With the kids spending the night at Grandma’s, this morning dawned differently. Later. Much later. Woken by our body clocks instead of sweet child smiles, this morning was about us. It was about me.
I sat and read through The Sunday Times and it’s newly-revamped magazine. I sipped tea and read India Knight’s column about celebrating gentle pleasures, Dita Von Teese’s interview about life and love as a modern day pinup, and was enlightened about tech etiquette. By my second cup of tea I had a look into Taylor Swift’s world, learned how to survive a bear attack, ignored the interview with plonker Nigel Farage, and looked at beautiful pictures of Canadian ice fishing huts.
The Sunday Times asked me to share with you my favourite piece in the magazine. As I flipped the pages I wondered what I would share with you. And then I turned to this beautiful Blood Orange and Rosemary Juice. Perfect. It was created by Florence Knight, former chef of Polpetto and now cook for the newspaper.
As Florence has said, “I feel very privileged to be working with The Sunday Times. Food is my life, and I’m really looking forward to sharing my recipes which are grounded in simplicity and a love of the very best seasonal, home-grown ingredients.”

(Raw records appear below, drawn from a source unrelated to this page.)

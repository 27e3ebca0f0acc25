//! Calendar feed adapters: inbound import and outbound generation.

pub mod export;
pub mod import;
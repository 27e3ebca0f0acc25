use salvo::async_trait;
use std::sync::Arc;

use crate::error::AppResult;
use guidepost_core::error::CoreError;
use guidepost_db::db::DbProvider;
use guidepost_db::db::connection::DbPool;

/// Injects the ledger pool into the depot as a [`DbProvider`] trait
/// object, keeping handlers decoupled from the concrete pool type.
pub struct DbProviderHandler {
    pub pool: DbPool,
}

#[async_trait]
impl salvo::Handler for DbProviderHandler {
    #[tracing::instrument(skip_all)]
    async fn handle(
        &self,
        _req: &mut salvo::Request,
        depot: &mut salvo::Depot,
        _res: &mut salvo::Response,
        _ctrl: &mut salvo::FlowCtrl,
    ) {
        let provider: Arc<dyn DbProvider + Send + Sync> = Arc::new(self.pool.clone());
        depot.inject(provider);
    }
}

/// ## Summary
/// Retrieves the database provider from the depot.
///
/// ## Errors
/// Returns an error if the database provider is not found in the depot.
pub fn get_db_from_depot(
    depot: &salvo::Depot,
) -> AppResult<Arc<dyn DbProvider + Send + Sync + 'static>> {
    depot
        .obtain::<Arc<dyn DbProvider + Send + Sync>>()
        .cloned()
        .map_err(|_err| {
            CoreError::InvariantViolation("Database provider not found in depot").into()
        })
}
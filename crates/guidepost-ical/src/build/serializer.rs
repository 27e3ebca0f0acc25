//! Document serialization.
//!
//! Properties are written in insertion order, so serializing the same
//! document twice yields identical bytes.

use super::escape::escape_param_value;
use super::fold::fold_line;
use crate::core::{Component, ICalendar, Property};

/// Serializes a full iCalendar document.
#[must_use]
pub fn serialize(ical: &ICalendar) -> String {
    let mut out = String::new();
    serialize_component(&ical.root, &mut out);
    out
}

/// Serializes one component (and its children) into `out`.
pub fn serialize_component(component: &Component, out: &mut String) {
    push_line(out, &format!("BEGIN:{}", component.name));

    for property in &component.properties {
        push_line(out, &serialize_property(property));
    }
    for child in &component.children {
        serialize_component(child, out);
    }

    push_line(out, &format!("END:{}", component.name));
}

/// Renders one property as an unfolded content line.
#[must_use]
pub fn serialize_property(property: &Property) -> String {
    let mut line = property.name.clone();

    for param in &property.params {
        line.push(';');
        line.push_str(&param.name);
        line.push('=');
        let rendered: Vec<String> = param.values.iter().map(|v| escape_param_value(v)).collect();
        line.push_str(&rendered.join(","));
    }

    line.push(':');
    line.push_str(&property.value);
    line
}

fn push_line(out: &mut String, line: &str) {
    out.push_str(&fold_line(line));
    out.push_str("\r\n");
}

#[cfg(test)]
mod tests {
    use super::*;
    use crate::core::Parameter;

    #[test]
    fn property_with_params() {
        let prop = Property::raw("DTSTART", "20260805T100000")
            .with_param(Parameter::new("TZID", "Europe/Berlin"));
        assert_eq!(
            serialize_property(&prop),
            "DTSTART;TZID=Europe/Berlin:20260805T100000"
        );
    }

    #[test]
    fn document_uses_crlf_line_endings() {
        let ical = ICalendar::new("-//Test//Test//EN");
        let text = serialize(&ical);
        assert!(text.starts_with("BEGIN:VCALENDAR\r\n"));
        assert!(text.ends_with("END:VCALENDAR\r\n"));
    }

    #[test]
    fn serialization_is_deterministic() {
        let mut ical = ICalendar::new("-//Test//Test//EN");
        let mut event = Component::event();
        event.add_property(Property::text("UID", "ev-1"));
        event.add_property(Property::text("SUMMARY", "Harbour tour"));
        ical.add_event(event);

        assert_eq!(serialize(&ical), serialize(&ical));
    }
}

In today’s issue of the magazine, she does just that. With just three ingredients she has turned the seasonal blood orange into something so, so special. A rosemary-infused sugar syrup, simply boiled for ten minutes, is then left to cool and mixed with the fresh ruby juices of this season’s greatest bounty. If ever this glorious combination were to be set down in front of me, either at breakfast or with a cheeky dash of gin of an evening, I would be utterly thrilled.
As I sat and flipped through the magazine this morning – blanket around legs, bitter winds swirling outside, teacup perilously balanced on armchair – it was this juice that jumped out at me and piqued that familiar gravitational pull towards the kitchen. Sadly, my empty fruit bowl meant this herbal citrus infusion will have to wait until I can don my parka, brave the winds and head to the shops.
Disclosure: The Sunday Times paid me to write about the magazine, but all opinions are my own and no editorial direction was given.